Abstract: BACKGROUND: The effects of military environmental exposures (MEE) such as volatile organic compounds (VOCs), endocrine-disrupting chemicals (EDCs), tactile herbicides, airborne hazards and open burn pits (AHOBP), and depleted uranium on health are salient concerns for service members and Veterans. However, little work has been done to investigate the relationship between MEE and risk of breast cancer. DATA SOURCES AND METHODS: We conducted a scoping review on MEE, military deployment/service, and risk of breast cancer among active-duty service members and Veterans. PRISMA was used. PubMed, Embase, and citations of included articles were searched, resulting in 4,364 articles to screen: 28 articles were included. RESULTS: Most papers on military deployment and military service found a lower/equivalent risk of breast cancer when comparing rates to those without deployment or civilians. Exposure to VOCs due to military occupation or contaminated groundwater was associated with a slightly higher risk of breast cancer.

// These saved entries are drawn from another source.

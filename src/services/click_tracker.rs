use std::sync::Arc;

use tokio::task::JoinHandle;
use tracing::{error, trace};

use crate::metrics_core::MetricsRecorder;
use crate::storage::UrlStore;

/// Records clicks without making the redirect wait for the store.
pub struct ClickTracker {
    store: Arc<dyn UrlStore>,
    metrics: Arc<dyn MetricsRecorder>,
}

impl ClickTracker {
    pub fn new(store: Arc<dyn UrlStore>, metrics: Arc<dyn MetricsRecorder>) -> Self {
        Self { store, metrics }
    }

    /// Spawn a detached increment for `code`.
    ///
    /// Failures are logged and counted inside the task; the handle only lets
    /// callers wait for completion.
    pub fn track(&self, code: &str) -> JoinHandle<()> {
        let store = Arc::clone(&self.store);
        let metrics = Arc::clone(&self.metrics);
        let code = code.to_string();

        tokio::spawn(async move {
            match store.increment_clicks(&code).await {
                Ok(()) => trace!("Click recorded for {}", code),
                Err(e) => {
                    error!("IncrementClickCount failed for {}: {}", code, e);
                    metrics.inc_store_error("IncrementClickCount");
                }
            }
        })
    }
}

Exposure to Agent Orange was not associated with an increased risk of breast cancer. Evidence regarding EDCs was limited. No paper directly measured exposure to AHOBP or depleted uranium, but deployments with known exposures to AHOBP or depleted uranium were associated with an equivalent/lower risk of breast cancer. CONCLUSIONS: Women are the fastest growing population within the military, and breast cancer poses a unique risk to women Veterans who were affected by MEE during their service. Unfortunately, the literature on MEE and breast cancer is mixed and limited, in part due to the Healthy Soldier Paradox and poor classification of exposure(s).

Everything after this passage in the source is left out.